**Work to complete:**
Count the lines in the entries below that include the word "crate". Give nothing but the number.

==== Dataset ====

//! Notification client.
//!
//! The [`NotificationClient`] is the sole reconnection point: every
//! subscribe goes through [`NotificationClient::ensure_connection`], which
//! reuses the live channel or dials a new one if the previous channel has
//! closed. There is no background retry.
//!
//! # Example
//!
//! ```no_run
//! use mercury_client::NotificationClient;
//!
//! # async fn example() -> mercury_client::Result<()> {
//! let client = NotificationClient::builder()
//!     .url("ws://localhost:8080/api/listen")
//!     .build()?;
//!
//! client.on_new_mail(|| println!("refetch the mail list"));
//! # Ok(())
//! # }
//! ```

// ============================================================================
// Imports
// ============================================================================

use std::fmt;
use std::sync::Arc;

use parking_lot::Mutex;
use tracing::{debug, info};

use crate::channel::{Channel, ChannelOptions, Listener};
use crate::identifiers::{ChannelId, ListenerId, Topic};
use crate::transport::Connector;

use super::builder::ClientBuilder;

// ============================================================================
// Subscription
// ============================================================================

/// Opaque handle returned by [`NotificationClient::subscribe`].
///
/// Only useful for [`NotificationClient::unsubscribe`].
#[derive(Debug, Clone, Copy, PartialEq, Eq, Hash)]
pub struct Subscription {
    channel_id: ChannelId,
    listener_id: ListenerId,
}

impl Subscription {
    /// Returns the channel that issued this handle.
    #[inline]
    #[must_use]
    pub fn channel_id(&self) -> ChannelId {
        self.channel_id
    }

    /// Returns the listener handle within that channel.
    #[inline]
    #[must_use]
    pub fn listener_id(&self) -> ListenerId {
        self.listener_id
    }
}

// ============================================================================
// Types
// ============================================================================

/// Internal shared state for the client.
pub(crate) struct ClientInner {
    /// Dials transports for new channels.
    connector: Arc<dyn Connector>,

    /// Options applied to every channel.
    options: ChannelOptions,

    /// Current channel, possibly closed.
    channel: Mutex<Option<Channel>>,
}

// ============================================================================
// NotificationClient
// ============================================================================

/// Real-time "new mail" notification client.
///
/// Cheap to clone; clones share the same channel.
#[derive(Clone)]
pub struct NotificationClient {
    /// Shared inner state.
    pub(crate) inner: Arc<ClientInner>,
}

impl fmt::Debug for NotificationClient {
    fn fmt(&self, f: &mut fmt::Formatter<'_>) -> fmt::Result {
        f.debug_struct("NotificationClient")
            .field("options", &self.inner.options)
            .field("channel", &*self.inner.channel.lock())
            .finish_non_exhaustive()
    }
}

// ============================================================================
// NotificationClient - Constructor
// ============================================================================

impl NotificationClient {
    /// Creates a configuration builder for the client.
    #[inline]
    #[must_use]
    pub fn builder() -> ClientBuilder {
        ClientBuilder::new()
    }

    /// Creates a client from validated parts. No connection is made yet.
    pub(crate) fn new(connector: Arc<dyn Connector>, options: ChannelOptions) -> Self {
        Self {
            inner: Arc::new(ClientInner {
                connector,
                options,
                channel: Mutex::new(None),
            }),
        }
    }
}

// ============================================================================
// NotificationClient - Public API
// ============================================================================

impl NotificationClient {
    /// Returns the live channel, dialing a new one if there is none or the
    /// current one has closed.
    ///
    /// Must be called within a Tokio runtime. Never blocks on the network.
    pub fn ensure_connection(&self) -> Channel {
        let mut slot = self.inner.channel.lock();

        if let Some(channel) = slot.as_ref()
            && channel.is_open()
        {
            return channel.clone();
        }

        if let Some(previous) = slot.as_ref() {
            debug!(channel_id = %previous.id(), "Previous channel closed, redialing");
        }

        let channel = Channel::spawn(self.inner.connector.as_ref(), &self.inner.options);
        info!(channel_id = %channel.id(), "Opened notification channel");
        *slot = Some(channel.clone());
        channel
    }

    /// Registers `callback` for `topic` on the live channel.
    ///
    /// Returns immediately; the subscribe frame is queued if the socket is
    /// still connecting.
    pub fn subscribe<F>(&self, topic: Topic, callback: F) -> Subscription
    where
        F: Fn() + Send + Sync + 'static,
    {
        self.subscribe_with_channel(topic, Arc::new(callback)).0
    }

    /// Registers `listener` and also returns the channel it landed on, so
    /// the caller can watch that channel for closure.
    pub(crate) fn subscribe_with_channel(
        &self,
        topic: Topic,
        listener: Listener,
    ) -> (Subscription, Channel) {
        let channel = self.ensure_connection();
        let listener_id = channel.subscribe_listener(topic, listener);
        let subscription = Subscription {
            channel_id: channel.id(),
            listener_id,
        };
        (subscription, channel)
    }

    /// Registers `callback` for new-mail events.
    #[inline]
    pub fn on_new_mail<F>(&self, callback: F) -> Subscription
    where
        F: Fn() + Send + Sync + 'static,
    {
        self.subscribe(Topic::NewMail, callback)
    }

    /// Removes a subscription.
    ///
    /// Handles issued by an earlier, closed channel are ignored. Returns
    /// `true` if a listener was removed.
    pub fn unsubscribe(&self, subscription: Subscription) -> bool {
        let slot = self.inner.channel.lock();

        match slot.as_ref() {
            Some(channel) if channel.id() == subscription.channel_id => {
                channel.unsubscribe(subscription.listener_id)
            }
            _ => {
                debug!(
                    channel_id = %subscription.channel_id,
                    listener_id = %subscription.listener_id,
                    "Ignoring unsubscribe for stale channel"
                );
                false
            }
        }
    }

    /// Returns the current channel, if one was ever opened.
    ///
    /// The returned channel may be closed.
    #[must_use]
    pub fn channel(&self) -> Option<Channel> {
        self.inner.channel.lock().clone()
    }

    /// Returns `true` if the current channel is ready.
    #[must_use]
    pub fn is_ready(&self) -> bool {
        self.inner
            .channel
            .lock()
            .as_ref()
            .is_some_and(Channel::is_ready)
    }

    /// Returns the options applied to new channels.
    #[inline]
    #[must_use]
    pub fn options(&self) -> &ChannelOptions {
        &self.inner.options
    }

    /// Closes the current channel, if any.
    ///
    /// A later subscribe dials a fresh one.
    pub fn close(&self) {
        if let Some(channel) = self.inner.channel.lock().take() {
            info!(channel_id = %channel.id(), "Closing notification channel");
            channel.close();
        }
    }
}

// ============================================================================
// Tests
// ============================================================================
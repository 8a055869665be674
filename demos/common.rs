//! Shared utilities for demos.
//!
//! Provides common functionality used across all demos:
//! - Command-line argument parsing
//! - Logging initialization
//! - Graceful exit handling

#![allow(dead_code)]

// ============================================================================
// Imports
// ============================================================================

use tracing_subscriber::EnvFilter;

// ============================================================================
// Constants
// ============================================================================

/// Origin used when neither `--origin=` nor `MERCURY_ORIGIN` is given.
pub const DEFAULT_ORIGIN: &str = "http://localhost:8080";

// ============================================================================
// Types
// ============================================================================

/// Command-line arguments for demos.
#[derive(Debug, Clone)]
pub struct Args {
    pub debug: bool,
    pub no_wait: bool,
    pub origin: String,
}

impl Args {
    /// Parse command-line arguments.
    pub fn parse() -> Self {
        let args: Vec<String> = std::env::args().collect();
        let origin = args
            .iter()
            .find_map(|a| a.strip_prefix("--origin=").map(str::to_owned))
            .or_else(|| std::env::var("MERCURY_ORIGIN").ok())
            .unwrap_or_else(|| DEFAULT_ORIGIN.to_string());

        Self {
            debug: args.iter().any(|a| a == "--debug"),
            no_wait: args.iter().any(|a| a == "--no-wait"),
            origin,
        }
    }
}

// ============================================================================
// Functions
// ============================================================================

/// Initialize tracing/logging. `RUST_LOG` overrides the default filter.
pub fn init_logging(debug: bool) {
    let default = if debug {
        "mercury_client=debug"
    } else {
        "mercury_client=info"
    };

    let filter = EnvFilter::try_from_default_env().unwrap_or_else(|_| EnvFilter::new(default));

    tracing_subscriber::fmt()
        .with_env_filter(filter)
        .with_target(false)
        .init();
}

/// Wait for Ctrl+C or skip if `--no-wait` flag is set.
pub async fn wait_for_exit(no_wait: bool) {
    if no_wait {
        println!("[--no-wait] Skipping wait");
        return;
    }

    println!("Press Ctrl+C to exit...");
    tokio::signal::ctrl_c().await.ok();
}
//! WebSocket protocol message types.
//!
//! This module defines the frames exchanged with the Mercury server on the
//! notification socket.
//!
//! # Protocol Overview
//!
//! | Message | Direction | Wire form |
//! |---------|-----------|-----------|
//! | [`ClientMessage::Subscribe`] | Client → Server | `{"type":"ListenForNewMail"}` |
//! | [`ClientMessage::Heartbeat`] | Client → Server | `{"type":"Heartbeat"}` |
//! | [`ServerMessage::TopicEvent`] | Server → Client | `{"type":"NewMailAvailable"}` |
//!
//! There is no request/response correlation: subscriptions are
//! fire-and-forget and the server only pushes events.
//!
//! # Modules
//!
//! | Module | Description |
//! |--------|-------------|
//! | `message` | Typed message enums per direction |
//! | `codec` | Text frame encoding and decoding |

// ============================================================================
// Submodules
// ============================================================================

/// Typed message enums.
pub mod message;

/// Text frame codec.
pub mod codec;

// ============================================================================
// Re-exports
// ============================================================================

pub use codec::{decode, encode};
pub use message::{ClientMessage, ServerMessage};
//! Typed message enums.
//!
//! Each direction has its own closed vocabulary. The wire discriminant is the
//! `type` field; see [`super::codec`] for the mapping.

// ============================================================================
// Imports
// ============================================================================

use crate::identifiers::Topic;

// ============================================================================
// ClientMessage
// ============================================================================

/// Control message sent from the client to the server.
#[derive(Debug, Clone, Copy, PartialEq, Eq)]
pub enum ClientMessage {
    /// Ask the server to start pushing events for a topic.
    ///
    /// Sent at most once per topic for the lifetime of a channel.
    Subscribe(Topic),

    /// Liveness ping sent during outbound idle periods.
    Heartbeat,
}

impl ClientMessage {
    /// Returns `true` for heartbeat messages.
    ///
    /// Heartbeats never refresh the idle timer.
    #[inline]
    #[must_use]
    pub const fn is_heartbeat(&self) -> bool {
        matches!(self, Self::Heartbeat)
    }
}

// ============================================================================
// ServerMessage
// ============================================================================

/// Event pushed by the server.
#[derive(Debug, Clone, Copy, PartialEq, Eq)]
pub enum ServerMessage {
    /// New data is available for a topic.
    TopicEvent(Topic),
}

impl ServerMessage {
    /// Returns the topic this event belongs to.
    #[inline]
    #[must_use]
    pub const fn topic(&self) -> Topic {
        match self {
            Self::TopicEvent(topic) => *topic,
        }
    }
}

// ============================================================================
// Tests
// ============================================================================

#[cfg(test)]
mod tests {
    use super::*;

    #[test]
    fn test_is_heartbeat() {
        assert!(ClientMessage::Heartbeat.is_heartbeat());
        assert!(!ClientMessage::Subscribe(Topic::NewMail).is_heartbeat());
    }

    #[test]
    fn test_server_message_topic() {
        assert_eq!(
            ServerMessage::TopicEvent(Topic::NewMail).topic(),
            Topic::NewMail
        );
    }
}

====

**Response box:**
8